Insider Trading March 2, 2026

InnSuites CEO Disposes $82.99 Million in Shares; Company Confirms Small Semi-Annual Dividend

James F Wirth reduces stake through a single sale while InnSuites Hospitality Trust reiterates its long-running dividend practice

By Ajmal Hussain IHT
InnSuites CEO Disposes $82.99 Million in Shares; Company Confirms Small Semi-Annual Dividend
IHT

InnSuites Hospitality Trust reported an executive share sale by President and CEO James F Wirth on February 25, 2026, and separately announced a semi-annual dividend set for February 9, 2026. The insider transaction totaled $82,991,377 and left Wirth with just over 6.02 million shares. The dividend continues the company's 56-year record of annual payouts.

Key Points

  • CEO James F Wirth sold 8,822 shares at $9,407.32 per share, totaling $82,991,377.
  • After the sale Wirth directly owns 6,024,613 shares of InnSuites Hospitality Trust.
  • InnSuites declared a $0.01 per share semi-annual dividend payable February 9, 2026 to shareholders of record January 27, 2026, continuing a 56-year tradition of annual dividend payments.

InnSuites Hospitality Trust disclosed that James F Wirth, the companys President and Chief Executive Officer, sold 8,822 shares of InnSuites common stock on February 25, 2026. The shares were sold at a per-share price of $9,407.32, producing a gross transaction value of $82,991,377.

Following the disposition, Wirth is recorded as directly owning 6,024,613 shares of InnSuites Hospitality Trust. The filing reports the post-transaction holding without further explanation for the sale.

Separately, the company announced a semi-annual dividend of $0.01 per share. The dividend will be payable on February 9, 2026, to shareholders of record as of January 27, 2026. The companys announcement, dated January 12, 2026, notes that this payment represents a continuation of InnSuites Hospitality Trusts 56-year tradition of making annual dividend distributions.

Both developments were presented as part of the companys ongoing communications to investors. The insider sale and the dividend declaration were disclosed in company filings and announcements, with the sale showing the precise trade size and price and the dividend notice providing the record and payment dates.

For investors focused on ownership dynamics and income policy, the filings provide two clear data points: a large, single-day sale by the CEO and a modest semi-annual cash distribution consistent with a long-standing payout record. The disclosure of Wirths remaining share count sets a clear baseline for his direct ownership after the sale. The dividend schedule and the stated continuation of the firms multi-decade dividend practice provide context on the companies stated commitment to returning cash to shareholders.


Summary

James F Wirth executed a sale of 8,822 InnSuites shares at $9,407.32 per share on February 25, 2026, totaling $82,991,377. After the sale he owns 6,024,613 shares. InnSuites also declared a $0.01 per share semi-annual dividend payable February 9, 2026, to holders of record January 27, 2026, an action the company described as continuing its 56-year tradition of annual dividend payments.


Key points

  • Executive transaction - The companys President and CEO sold 8,822 shares at $9,407.32 per share for a total of $82,991,377.
  • Post-sale ownership - After the trade, James F Wirth is recorded as directly holding 6,024,613 shares.
  • Dividend policy - A $0.01 per share semi-annual dividend will be paid February 9, 2026 to shareholders of record January 27, 2026, described by the company as a continuation of a 56-year tradition of annual dividends.

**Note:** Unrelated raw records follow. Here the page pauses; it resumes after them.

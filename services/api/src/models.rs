//! API and Database Models
//!
//! This module defines the core data structures used for both database mapping
//! with `sqlx` and for generating OpenAPI documentation with `utoipa`.

use chrono::{DateTime, Utc};
use lingo_core::{
    contract::{ChatRole, ChatTurn},
    weakness::WeaknessEntry,
};
use serde::{Deserialize, Serialize};
use sqlx::FromRow;
use std::fmt;
use utoipa::ToSchema;
use uuid::Uuid;

#[derive(sqlx::Type, Debug, Serialize, Deserialize, ToSchema, Clone, Copy, PartialEq, Eq)]
#[sqlx(type_name = "message_role", rename_all = "lowercase")]
#[serde(rename_all = "lowercase")]
pub enum MessageRole {
    User,
    Assistant,
}

impl fmt::Display for MessageRole {
    fn fmt(&self, f: &mut fmt::Formatter<'_>) -> fmt::Result {
        match self {
            MessageRole::User => write!(f, "user"),
            MessageRole::Assistant => write!(f, "assistant"),
        }
    }
}

impl From<MessageRole> for ChatRole {
    fn from(role: MessageRole) -> Self {
        match role {
            MessageRole::User => ChatRole::User,
            MessageRole::Assistant => ChatRole::Assistant,
        }
    }
}

#[derive(Serialize, Deserialize, ToSchema, FromRow, Debug, Clone, PartialEq)]
pub struct User {
    pub id: String,
    /// Every focus label ever recorded for this user, oldest first.
    pub weaknesses: Vec<String>,
}

#[derive(Serialize, Deserialize, ToSchema, FromRow, Debug, Clone, PartialEq)]
pub struct Conversation {
    #[schema(value_type = String, format = Uuid)]
    pub id: Uuid,
    pub user_id: String,
    pub title: Option<String>,
    pub created_at: DateTime<Utc>,
}

#[derive(Serialize, Deserialize, ToSchema, FromRow, Debug, Clone, PartialEq)]
pub struct Message {
    #[schema(value_type = String, format = Uuid)]
    pub id: Uuid,
    #[schema(value_type = String, format = Uuid)]
    pub conversation_id: Uuid,
    #[schema(value_type = String, example = "user")]
    pub role: MessageRole,
    pub content: String,
    /// The grammar correction attached to this message, if any.
    #[schema(value_type = Option<String>, format = Uuid)]
    pub correction_id: Option<Uuid>,
    pub created_at: DateTime<Utc>,
}

impl Message {
    /// The message as conversational context for the language model.
    pub fn to_chat_turn(&self) -> ChatTurn {
        ChatTurn::new(self.role.into(), self.content.clone())
    }
}

#[derive(Serialize, Deserialize, ToSchema, FromRow, Debug, Clone, PartialEq)]
pub struct Correction {
    #[schema(value_type = String, format = Uuid)]
    pub id: Uuid,
    #[schema(value_type = String, format = Uuid)]
    pub message_id: Uuid,
    pub original: String,
    pub corrected: String,
    #[schema(example = "Subject-verb agreement")]
    pub focus: String,
    pub created_at: DateTime<Utc>,
}

#[derive(Serialize, Deserialize, ToSchema, Debug, Clone, PartialEq)]
pub struct Answer {
    #[schema(value_type = String, format = Uuid)]
    pub id: Uuid,
    pub position: i32,
    pub text: String,
    pub correct: bool,
}

#[derive(Serialize, Deserialize, ToSchema, Debug, Clone, PartialEq)]
pub struct Question {
    #[schema(value_type = String, format = Uuid)]
    pub id: Uuid,
    pub position: i32,
    pub text: String,
    pub answers: Vec<Answer>,
}

#[derive(Serialize, Deserialize, ToSchema, Debug, Clone, PartialEq)]
pub struct Quiz {
    #[schema(value_type = String, format = Uuid)]
    pub id: Uuid,
    pub user_id: String,
    #[schema(example = "Past simple")]
    pub topic: String,
    pub created_at: DateTime<Utc>,
    pub questions: Vec<Question>,
}

/// A conversation as listed on the dashboard, with a glance at its messages.
#[derive(Serialize, Deserialize, ToSchema, FromRow, Debug, Clone, PartialEq)]
pub struct ConversationSummary {
    #[schema(value_type = String, format = Uuid)]
    pub id: Uuid,
    pub title: Option<String>,
    pub message_count: i64,
    /// Content of the most recent message, if any.
    pub last_message: Option<String>,
    pub created_at: DateTime<Utc>,
}

/// A quiz as listed on the dashboard, without its questions.
#[derive(Serialize, Deserialize, ToSchema, FromRow, Debug, Clone, PartialEq)]
pub struct QuizSummary {
    #[schema(value_type = String, format = Uuid)]
    pub id: Uuid,
    pub topic: String,
    pub question_count: i64,
    pub created_at: DateTime<Utc>,
}

impl From<&Quiz> for QuizSummary {
    fn from(quiz: &Quiz) -> Self {
        Self {
            id: quiz.id,
            topic: quiz.topic.clone(),
            question_count: quiz.questions.len() as i64,
            created_at: quiz.created_at,
        }
    }
}

#[derive(Serialize, Deserialize, ToSchema, Debug, Clone, PartialEq)]
pub struct WeaknessSummary {
    pub topic: String,
    pub occurrences: usize,
}

impl From<WeaknessEntry> for WeaknessSummary {
    fn from(entry: WeaknessEntry) -> Self {
        Self {
            topic: entry.topic,
            occurrences: entry.occurrences,
        }
    }
}

#[derive(Serialize, ToSchema, Debug)]
pub struct ConversationDetail {
    pub conversation: Conversation,
    pub messages: Vec<Message>,
    pub corrections: Vec<Correction>,
}

/// The outcome of one settled turn.
#[derive(Serialize, ToSchema, Debug, Clone)]
pub struct TurnResult {
    pub user_message: Message,
    pub assistant_message: Message,
    pub correction: Option<Correction>,
}

#[derive(Serialize, ToSchema, Debug)]
pub struct Dashboard {
    pub quizzes: Vec<QuizSummary>,
    pub conversations: Vec<ConversationSummary>,
    pub weaknesses: Vec<WeaknessSummary>,
}

#[derive(Serialize, Deserialize, ToSchema, Debug, Clone, Copy, PartialEq, Eq)]
pub struct QuizScore {
    pub correct: usize,
    pub total: usize,
}

#[derive(Deserialize, ToSchema, Default)]
pub struct CreateConversationPayload {
    #[schema(example = "Weekend plans")]
    pub title: Option<String>,
}

#[derive(Deserialize, ToSchema)]
pub struct SubmitTurnPayload {
    #[schema(example = "I has a dog.")]
    pub text: String,
}

#[derive(Deserialize, ToSchema)]
pub struct CreateQuizPayload {
    #[schema(example = "Past simple")]
    pub topic: String,
}

#[derive(Deserialize, ToSchema)]
pub struct ScoreQuizPayload {
    /// Identifiers of the chosen answers, at most one per question.
    #[schema(value_type = Vec<String>)]
    pub selections: Vec<Uuid>,
}

#[derive(Serialize, ToSchema)]
pub struct ErrorResponse {
    pub message: String,
}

Sectors affected - Hospitality and public equity markets.


Risks and uncertainties

  • Motivation for the insider sale is not disclosed - The filing reports the transaction details but does not provide reasons for the CEOs sale.
  • Market interpretation - Investors may reassess valuation or sentiment based on the size of the sale, but the companys disclosure does not indicate any operational change.
  • Dividend continuity is announced but future payments are not guaranteed - The company states the payment continues a long tradition, but the announcement covers the specific upcoming semi-annual dividend only.

Notes - The filings list specific dates, share amounts, and dollar figures for the sale and the dividend record and payment dates. No additional commentary or rationale was included in the disclosures.

Risks

  • The filing does not disclose the reason for the CEOs share sale, leaving intent unclear.
  • Market participants may interpret the sizable insider sale differently, potentially affecting investor sentiment in hospitality and related equity markets.
  • The dividend announcement covers a single semi-annual payment and does not guarantee future distributions beyond the stated continuation of the companys long-standing practice.